# [Extracted material]
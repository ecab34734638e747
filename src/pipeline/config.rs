//! Configuration for the layout pipeline.
//!
//! Every threshold used by the layout stages lives here, so that callers can
//! tune the engine for a document family without touching the algorithms.

/// Reading order strategy selection.
#[derive(Debug, Clone, Copy, PartialEq, Eq, Default)]
pub enum ReadingOrderStrategyType {
    /// Tolerance-aware sort that resolves ambiguous row-band pairs
    /// recursively before splicing them back in.
    ///
    /// Use this unless you have a reason not to.
    #[default]
    Smart,

    /// Plain stable sort with the row-band comparator.
    ///
    /// Faster, but can misorder clusters of components whose vertical spans
    /// overlap only partially.
    Simple,
}

/// Default primitive limit per page.
pub const DEFAULT_MAX_PRIMITIVES: usize = 50_000;

/// Layout pipeline configuration.
///
/// # Example
///
/// ```
/// use page_oxide::pipeline::{LayoutConfig, ReadingOrderStrategyType};
///
/// let config = LayoutConfig::default()
///     .with_join_char_distance(1.5)
///     .with_reading_order(ReadingOrderStrategyType::Simple);
/// assert_eq!(config.join_char_distance, 1.5);
/// assert_eq!(config.row_tolerance_divisor, 20.0);
/// ```
#[derive(Debug, Clone, PartialEq)]
pub struct LayoutConfig {
    /// Row-band tolerance is a component's height divided by this (default: 20.0)
    pub row_tolerance_divisor: f32,
    /// Maximum gap between consecutive runs, in average character widths (default: 2.0)
    pub join_char_distance: f32,
    /// Maximum baseline offset between consecutive runs (default: 0.5)
    pub baseline_tolerance: f32,
    /// Vertical slack when looking for a glyph's underline (default: 0.5)
    pub underline_tolerance: f32,
    /// Maximum width difference between a glyph and its underline (default: 0.1)
    pub underline_width_tolerance: f32,
    /// Graphics wider than this fraction of the content width split regions (default: 0.5)
    pub separator_width_ratio: f32,
    /// Compose diacritics and ordinal indicators (default: true)
    pub fuse_glyphs: bool,
    /// Join consecutive runs on one line (default: true)
    pub merge_runs: bool,
    /// Reject pages with more graphics plus glyphs than this (default: 50 000)
    pub max_primitives: Option<usize>,
    /// Sibling ordering strategy (default: Smart)
    pub reading_order: ReadingOrderStrategyType,
}

impl Default for LayoutConfig {
    fn default() -> Self {
        Self {
            row_tolerance_divisor: 20.0,
            join_char_distance: 2.0,
            baseline_tolerance: 0.5,
            underline_tolerance: 0.5,
            underline_width_tolerance: 0.1,
            separator_width_ratio: 0.5,
            fuse_glyphs: true,
            merge_runs: true,
            max_primitives: Some(DEFAULT_MAX_PRIMITIVES),
            reading_order: ReadingOrderStrategyType::default(),
        }
    }
}

impl LayoutConfig {
    /// Create a configuration with default thresholds.
    pub fn new() -> Self {
        Self::default()
    }

    /// Set the row-band tolerance divisor.
    pub fn with_row_tolerance_divisor(mut self, divisor: f32) -> Self {
        self.row_tolerance_divisor = divisor;
        self
    }

    /// Set the consecutive-run join distance in average character widths.
    pub fn with_join_char_distance(mut self, distance: f32) -> Self {
        self.join_char_distance = distance;
        self
    }

    /// Set the baseline tolerance for run merging.
    pub fn with_baseline_tolerance(mut self, tolerance: f32) -> Self {
        self.baseline_tolerance = tolerance;
        self
    }

    /// Set underline detection tolerances (vertical slack, width match).
    pub fn with_underline_tolerance(mut self, vertical: f32, width: f32) -> Self {
        self.underline_tolerance = vertical;
        self.underline_width_tolerance = width;
        self
    }

    /// Set the region separator width ratio.
    pub fn with_separator_width_ratio(mut self, ratio: f32) -> Self {
        self.separator_width_ratio = ratio;
        self
    }

    /// Enable or disable glyph composition.
    pub fn with_glyph_fusion(mut self, enabled: bool) -> Self {
        self.fuse_glyphs = enabled;
        self
    }

    /// Enable or disable consecutive-run merging.
    pub fn with_run_merging(mut self, enabled: bool) -> Self {
        self.merge_runs = enabled;
        self
    }

    /// Set the primitive limit (`None` disables the check).
    pub fn with_max_primitives(mut self, limit: Option<usize>) -> Self {
        self.max_primitives = limit;
        self
    }

    /// Set the reading order strategy.
    pub fn with_reading_order(mut self, strategy: ReadingOrderStrategyType) -> Self {
        self.reading_order = strategy;
        self
    }
}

# [What this task involves]
Looking at the data above, report how many of its lines include the word "Clone". The number alone is the answer.

# [Finished exercise]
2